Jestem mieszkanką DPS, aktualnie chorą na COVID ale z przekazanym do Was wywiadem nie zgodnym z prawdą. Przełożona pielęgniarek, odpowiedzialna za nasze zdrowie, wybielając siebie zwaliła moją chorobę na rzekome kolędowanie w dniu wigilii.
Otóż jeszcze w grudniu, na naszym korytarzu nie było ani jednej chorej osoby. Raptem zachorowała pani Julia, która z pokoju wychodziła tylko w nocy żeby pochodzić po korytarzu. Julię przeniesiono na inny oddział. Po niej dowiadujemy się, że pani Helenka, która tylko czasem otwierała drzwi ze swojego pokoju na korytarz, zachorowała i zmarła. ( Pani Helenka uczestniczyła w naszym śpiewaniu kolęd w wigilię ).

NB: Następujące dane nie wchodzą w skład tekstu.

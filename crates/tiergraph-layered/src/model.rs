//! Label types carried by the layout graph.

use crate::graphlib::EdgeKey;

#[derive(Debug, Clone, Copy, PartialEq, Eq, Default)]
pub enum RankDir {
    #[default]
    TB,
    BT,
    LR,
    RL,
}

/// Cycle-removal strategy.
#[derive(Debug, Clone, Copy, PartialEq, Eq, Default)]
pub enum Acyclicer {
    /// Weighted greedy feedback arc set (Eades, Lin & Smyth).
    #[default]
    Greedy,
    /// Reverse the back edges of a depth-first search in node order.
    Dfs,
}

#[derive(Debug, Clone, Copy, PartialEq, Eq, Default)]
pub enum Ranker {
    #[default]
    NetworkSimplex,
    LongestPath,
}

#[derive(Debug, Clone)]
pub struct GraphLabel {
    pub rankdir: RankDir,
    /// Gap between two real nodes of the same rank.
    pub nodesep: f64,
    /// Gap between adjacent ranks.
    pub ranksep: f64,
    /// Gap contributed by a dummy node to its neighbours in a rank.
    pub edgesep: f64,
    pub marginx: f64,
    pub marginy: f64,
    pub acyclicer: Acyclicer,
    pub ranker: Ranker,
    /// Consecutive crossing-minimization sweeps without improvement before ordering stops.
    pub order_patience: usize,
    /// Alternating coordinate-assignment sweeps.
    pub position_sweeps: usize,
    pub dummy_chains: Vec<String>,
    pub root: Option<String>,
}

impl Default for GraphLabel {
    fn default() -> Self {
        Self {
            rankdir: RankDir::TB,
            nodesep: 50.0,
            ranksep: 50.0,
            edgesep: 20.0,
            marginx: 0.0,
            marginy: 0.0,
            acyclicer: Acyclicer::Greedy,
            ranker: Ranker::NetworkSimplex,
            order_patience: 4,
            position_sweeps: 8,
            dummy_chains: Vec::new(),
            root: None,
        }
    }
}

#[derive(Debug, Clone, Copy, PartialEq, Eq)]
pub enum DummyKind {
    /// One segment of a long edge.
    Edge,
    /// The temporary source that anchors tier floors.
    Root,
}

#[derive(Debug, Clone, Default, PartialEq)]
pub struct NodeLabel {
    pub width: f64,
    pub height: f64,
    /// Center coordinates, filled in by the pipeline.
    pub x: Option<f64>,
    pub y: Option<f64>,
    pub rank: Option<i32>,
    pub order: Option<usize>,
    /// Lowest rank the node may occupy, counted from the first rank below the root.
    pub tier: Option<i32>,
    pub dummy: Option<DummyKind>,
    pub edge_label: Option<EdgeLabel>,
    pub edge_obj: Option<EdgeKey>,
}

impl NodeLabel {
    pub fn sized(width: f64, height: f64) -> Self {
        Self {
            width,
            height,
            ..Default::default()
        }
    }

    pub fn with_tier(mut self, tier: i32) -> Self {
        self.tier = Some(tier);
        self
    }

    pub fn is_dummy(&self) -> bool {
        self.dummy.is_some()
    }
}

#[derive(Debug, Clone, PartialEq)]
pub struct EdgeLabel {
    pub minlen: usize,
    pub weight: f64,
    pub reversed: bool,
    pub forward_name: Option<String>,
}

impl Default for EdgeLabel {
    fn default() -> Self {
        Self {
            minlen: 1,
            weight: 1.0,
            reversed: false,
            forward_name: None,
        }
    }
}

impl EdgeLabel {
    pub fn new(weight: f64, minlen: usize) -> Self {
        Self {
            minlen,
            weight,
            ..Default::default()
        }
    }
}

#[derive(Debug, Clone, Copy, PartialEq)]
pub struct Point {
    pub x: f64,
    pub y: f64,
}
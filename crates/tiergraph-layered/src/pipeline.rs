//! The `layout` entry point: runs every phase in order on one graph.

use crate::graphlib::EdgeKey;
use crate::{
    EdgeLabel, LayoutGraph, Point, acyclic, coordinate_system, normalize, order, position, rank,
    tier_floor,
};

/// Lays out `g` in place, filling `x`/`y` (box centers) and `rank`/`order` of every node.
///
/// The graph should be a multigraph; parallel edges and self-loops are accepted. Node `tier`
/// values act as rank floors. The drawing is translated so its bounding box starts at
/// `(marginx, marginy)`.
pub fn layout(g: &mut LayoutGraph) {
    tracing::debug!(
        nodes = g.node_count(),
        edges = g.edge_count(),
        "layered layout: start"
    );
    let self_loops = remove_self_loops(g);

    acyclic::run(g);
    tier_floor::run(g);
    rank::rank(g);
    tier_floor::cleanup(g);
    normalize::run(g);
    coordinate_system::adjust(g);
    order::order(g);
    position::position(g);
    normalize::undo(g);
    coordinate_system::undo(g);
    acyclic::undo(g);

    for (key, label) in self_loops {
        g.set_edge_key(key, label);
    }
    translate(g);
    tracing::debug!(nodes = g.node_count(), "layered layout: done");
}

fn remove_self_loops(g: &mut LayoutGraph) -> Vec<(EdgeKey, EdgeLabel)> {
    let mut removed = Vec::new();
    for e in g.edge_keys() {
        if !e.is_self_loop() {
            continue;
        }
        if let Some(label) = g.edge_by_key(&e).cloned() {
            g.remove_edge_key(&e);
            removed.push((e, label));
        }
    }
    removed
}

fn translate(g: &mut LayoutGraph) {
    let mut min_x = f64::INFINITY;
    let mut min_y = f64::INFINITY;
    g.for_each_node(|_id, n| {
        if let (Some(x), Some(y)) = (n.x, n.y) {
            min_x = min_x.min(x - n.width / 2.0);
            min_y = min_y.min(y - n.height / 2.0);
        }
    });
    if !min_x.is_finite() || !min_y.is_finite() {
        return;
    }
    let dx = g.graph().marginx - min_x;
    let dy = g.graph().marginy - min_y;
    g.for_each_node_mut(|_id, n| {
        n.x = n.x.map(|x| x + dx);
        n.y = n.y.map(|y| y + dy);
    });
}

/// Laid-out centers in node order. Nodes without coordinates are skipped.
pub fn node_centers(g: &LayoutGraph) -> Vec<(String, Point)> {
    let mut out = Vec::with_capacity(g.node_count());
    g.for_each_node(|id, n| {
        if let (Some(x), Some(y)) = (n.x, n.y) {
            out.push((id.to_string(), Point { x, y }));
        }
    });
    out
}
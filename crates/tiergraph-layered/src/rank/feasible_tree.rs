//! Feasible tight spanning tree.
//!
//! Grows a tree of tight edges (slack 0) from the first node. When the tree stops growing, the
//! incident edge with the least slack is made tight by shifting the whole tree, and growth
//! resumes. Components that share no edge with the tree start a tree of their own.

use super::util::RankGraph;

#[derive(Debug, Clone, Default)]
pub(crate) struct TightTree {
    /// Tree neighbours per node, in the order the tree edges were added.
    pub adj: Vec<Vec<usize>>,
    /// First node of each component.
    pub roots: Vec<usize>,
}

impl TightTree {
    pub fn add_edge(&mut self, a: usize, b: usize) {
        self.adj[a].push(b);
        self.adj[b].push(a);
    }

    pub fn remove_edge(&mut self, a: usize, b: usize) {
        self.adj[a].retain(|&x| x != b);
        self.adj[b].retain(|&x| x != a);
    }
}

pub(crate) fn feasible_tree(rg: &RankGraph, ranks: &mut [i32]) -> TightTree {
    let n = rg.node_count();
    let mut tree = TightTree {
        adj: vec![Vec::new(); n],
        roots: Vec::new(),
    };
    let mut in_tree = vec![false; n];
    let mut members: Vec<usize> = Vec::with_capacity(n);

    while members.len() < n {
        let Some(root) = (0..n).find(|&v| !in_tree[v]) else {
            break;
        };
        let component_start = members.len();
        in_tree[root] = true;
        members.push(root);
        tree.roots.push(root);

        loop {
            grow_tight(rg, ranks, &mut tree, &mut in_tree, &mut members);
            if members.len() == n {
                break;
            }
            let Some(e) = min_slack_edge(rg, ranks, &in_tree) else {
                break;
            };
            let slack = rg.slack(ranks, e);
            let delta = if in_tree[rg.edges[e].v] { slack } else { -slack };
            for &v in &members[component_start..] {
                ranks[v] += delta;
            }
        }
    }
    tree
}

/// Depth-first walk from every tree member, pulling in nodes reachable through tight edges.
fn grow_tight(
    rg: &RankGraph,
    ranks: &[i32],
    tree: &mut TightTree,
    in_tree: &mut [bool],
    members: &mut Vec<usize>,
) {
    let mut i = 0;
    while i < members.len() {
        let mut stack: Vec<(usize, Vec<usize>, usize)> = Vec::new();
        let start = members[i];
        stack.push((start, rg.node_edges(start).collect(), 0));
        while let Some((v, edges, next)) = stack.last_mut() {
            let v = *v;
            let Some(&e) = edges.get(*next) else {
                stack.pop();
                continue;
            };
            *next += 1;
            let edge = rg.edges[e];
            let w = if edge.v == v { edge.w } else { edge.v };
            if in_tree[w] || rg.slack(ranks, e) != 0 {
                continue;
            }
            in_tree[w] = true;
            members.push(w);
            tree.add_edge(v, w);
            stack.push((w, rg.node_edges(w).collect(), 0));
        }
        i += 1;
    }
}

/// The edge with exactly one endpoint in the tree and the smallest slack; ties go to the edge
/// inserted first.
fn min_slack_edge(rg: &RankGraph, ranks: &[i32], in_tree: &[bool]) -> Option<usize> {
    (0..rg.edges.len())
        .filter(|&e| in_tree[rg.edges[e].v] != in_tree[rg.edges[e].w])
        .min_by_key(|&e| rg.slack(ranks, e))
}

Nie minęło kilka dni jak padłam ja i mój sąsiad jednocześnie. Ja to chociaż otwierałam czasem drzwi od swojego pokoju, nie chodziłam nigdzie; a mój sąsiad odkąd u nas zamieszkał to nie wstał z łóżka. Dopiero jak choroba trochę zelżyła i powoli zaczęło wracać myślenie zaczęłam też analizować co się dzieję. Pierwsza rzecz jaka zwróciła moją uwagę to potworne zimno które co wieczór około godziny 20 z mojego pokoju robiło zamrażarkę. Jeszcze jak nie było minusowej temperatury to było jako tako. Przy minusowej temperaturze jedną noc wytrzymałam pod kołdrą i trzema kocami a w drugą noc ubrałam się w palto i poszłam na zwiady. Daleko nie musiałam iść. W pokoju, na przeciw mojego były szeroko otwarte drzwi i okno balkonowe. Weszłam żeby pozamykać i odkryłam, że to pomieszczenie służy za pokój do przechowywania używanej odzieży ochronnej. Odzież była zrzucona w łazience a późnym wieczorem wietrzono pokój z wirusów. Wirusy, przy pierwszym podmuchu wbijały w pokoje na przeciwko, czyli w mój p. 88 i pokój sąsiada 89. A mnie ciągle proszono żebym nie wychodziła z pokoju, powtarzała mi to w kółko pani dyrektor, najwyraźniej była świadoma tego co może się stać i marzyło jej się pozbycie się mnie.
W poprzednim wpisie dokładnie opisałam jak zachorowałam i jak ze mną postępowano. Niestety tych co opiekowali się mną troskliwie opisać nie mogę ponieważ wówczas nieprzyjemności ze strony Dyrekcji byłyby gwarantowane.